**EXERCISE DIRECTIONS**
Which lines in the records below include the word "insensitive"? Report each of them in full.

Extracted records

impl DirectoryTree {
    /// An empty tree.
    #[must_use]
    pub fn new() -> Self {
        Self {
            loaded_at: Utc::now(),
            ..Self::default()
        }
    }

    /// Number of directories in the tree.
    #[must_use]
    pub fn len(&self) -> usize {
        self.nodes.len()
    }

    /// Whether the tree has no directories.
    #[must_use]
    pub fn is_empty(&self) -> bool {
        self.nodes.is_empty()
    }

    /// Insert a node as a root (parentless) directory.
    ///
    /// # Errors
    ///
    /// Returns [`RepoError::Validation`] when a node with the same path (case
    /// insensitive) already exists; paths are unique within a snapshot.
    pub fn insert(&mut self, directory: DirectoryItem) -> Result<String> {
        let key = directory.path.to_lowercase();
        if self.by_path.contains_key(&key) {
            return Err(RepoError::Validation {
                field: "path",
                reason: format!("duplicate directory path '{}'", directory.path),
            });
        }
        let id = directory.id().to_string();
        self.by_path.insert(key, id.clone());
        self.roots.push(id.clone());
        self.nodes.insert(id.clone(), directory);
        Ok(id)
    }

    /// Node by id.
    #[must_use]
    pub fn get(&self, id: &str) -> Option<&DirectoryItem> {
        self.nodes.get(id)
    }

    /// Node by path (case-insensitive).
    #[must_use]
    pub fn get_by_path(&self, path: &str) -> Option<&DirectoryItem> {
        let key = normalize_path(path).to_lowercase();
        self.by_path.get(&key).and_then(|id| self.nodes.get(id))
    }

    /// Node by URL (case-insensitive linear scan).
    #[must_use]
    pub fn get_by_url(&self, url: &str) -> Option<&DirectoryItem> {
        self.nodes.values().find(|d| d.url.eq_ignore_ascii_case(url))
    }

    /// Root directories, optionally restricted to one locale.
    ///
    /// With a locale, only root-level matches (and therefore their same-locale
    /// subtrees) are returned; without one, the whole forest.
    #[must_use]
    pub fn roots(&self, locale: Option<&str>) -> Vec<&DirectoryItem> {
        self.roots
            .iter()
            .filter_map(|id| self.nodes.get(id))
            .filter(|dir| match locale {
                Some(locale) => dir.locale.eq_ignore_ascii_case(locale),
                None => true,
            })
            .collect()
    }

    /// Iterate over all nodes in unspecified order.
    pub fn iter(&self) -> impl Iterator<Item = &DirectoryItem> {
        self.nodes.values()
    }

    /// Make `child_id` a child of `parent_id`.
    ///
    /// # Errors
    ///
    /// Returns [`RepoError::DirectoryCycle`] when `parent_id` already has
    /// `child_id` in its ancestor chain (or is the child itself); the tree is
    /// left unchanged. Returns [`RepoError::Validation`] for unknown ids.
    pub fn add_child(&mut self, parent_id: &str, child_id: &str) -> Result<()> {
        self.ensure_known(parent_id)?;
        self.ensure_known(child_id)?;
        if parent_id == child_id || self.is_ancestor(child_id, parent_id) {
            let directory = self.nodes[child_id].path.clone();
            let ancestor = self.nodes[parent_id].path.clone();
            return Err(RepoError::DirectoryCycle {
                directory,
                ancestor,
            });
        }

        self.detach(child_id);
        if let Some(parent) = self.nodes.get_mut(parent_id)
            && !parent.children.iter().any(|c| c == child_id)
        {
            parent.children.push(child_id.to_string());
        }
        if let Some(child) = self.nodes.get_mut(child_id) {
            child.parent = Some(parent_id.to_string());
        }
        Ok(())
    }

    /// Re-parent `child_id` under `parent_id`, or detach it into a root when
    /// `None`.
    ///
    /// # Errors
    ///
    /// Same rejection rules as [`add_child`](Self::add_child).
    pub fn set_parent(&mut self, child_id: &str, parent_id: Option<&str>) -> Result<()> {
        match parent_id {
            Some(parent_id) => self.add_child(parent_id, child_id),
            None => {
                self.ensure_known(child_id)?;
                self.detach(child_id);
                if let Some(child) = self.nodes.get_mut(child_id) {
                    child.parent = None;
                }
                if !self.roots.iter().any(|r| r == child_id) {
                    self.roots.push(child_id.to_string());
                }
                Ok(())
            }
        }
    }

    /// Record that a content item lives directly in `directory_id`.
    pub fn attach_item(&mut self, directory_id: &str, item_id: impl Into<String>) {
        if let Some(dir) = self.nodes.get_mut(directory_id) {
            let item_id = item_id.into();
            if !dir.item_ids.iter().any(|i| *i == item_id) {
                dir.item_ids.push(item_id);
            }
        }
    }

    /// Sort roots and every child list by manual order, then name.
    pub fn sort(&mut self) {
        let key = |tree: &Self, id: &String| {
            tree.nodes
                .get(id)
                .map(|d| (d.order, d.name.to_lowercase()))
                .unwrap_or((i64::MAX, String::new()))
        };
        let mut roots = std::mem::take(&mut self.roots);
        roots.sort_by_key(|id| key(self, id));
        self.roots = roots;

        let ids: Vec<String> = self.nodes.keys().cloned().collect();
        for id in ids {
            let mut children = match self.nodes.get_mut(&id) {
                Some(node) => std::mem::take(&mut node.children),
                None => continue,
            };
            children.sort_by_key(|id| key(self, id));
            if let Some(node) = self.nodes.get_mut(&id) {
                node.children = children;
            }
        }
    }

    // Whether `candidate` appears in the ancestor chain of `node`.
    fn is_ancestor(&self, candidate: &str, node: &str) -> bool {
        let mut current = self.nodes.get(node).and_then(|n| n.parent.as_deref());
        while let Some(ancestor) = current {
            if ancestor == candidate {
                return true;
            }
            current = self.nodes.get(ancestor).and_then(|n| n.parent.as_deref());
        }
        false
    }

    // Remove a node from its current parent's child list or the root list.
    fn detach(&mut self, id: &str) {
        let old_parent = self.nodes.get(id).and_then(|n| n.parent.clone());
        match old_parent {
            Some(parent_id) => {
                if let Some(parent) = self.nodes.get_mut(&parent_id) {
                    parent.children.retain(|c| c != id);
                }
            }
            None => self.roots.retain(|r| r != id),
        }
    }

    fn ensure_known(&self, id: &str) -> Result<()> {
        if self.nodes.contains_key(id) {
            Ok(())
        } else {
            Err(RepoError::Validation {
                field: "directory_id",
                reason: format!("unknown directory id '{id}'"),
            })
        }
    }
}

/// Assembles a [`DirectoryTree`] from a content source.
pub struct TreeBuilder<'a> {
    config: &'a RepositoryConfig,
    parser: FrontmatterParser,
}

**ANSWER FOR THIS EXERCISE**
    /// insensitive) already exists; paths are unique within a snapshot.
    /// Node by path (case-insensitive).
    /// Node by URL (case-insensitive linear scan).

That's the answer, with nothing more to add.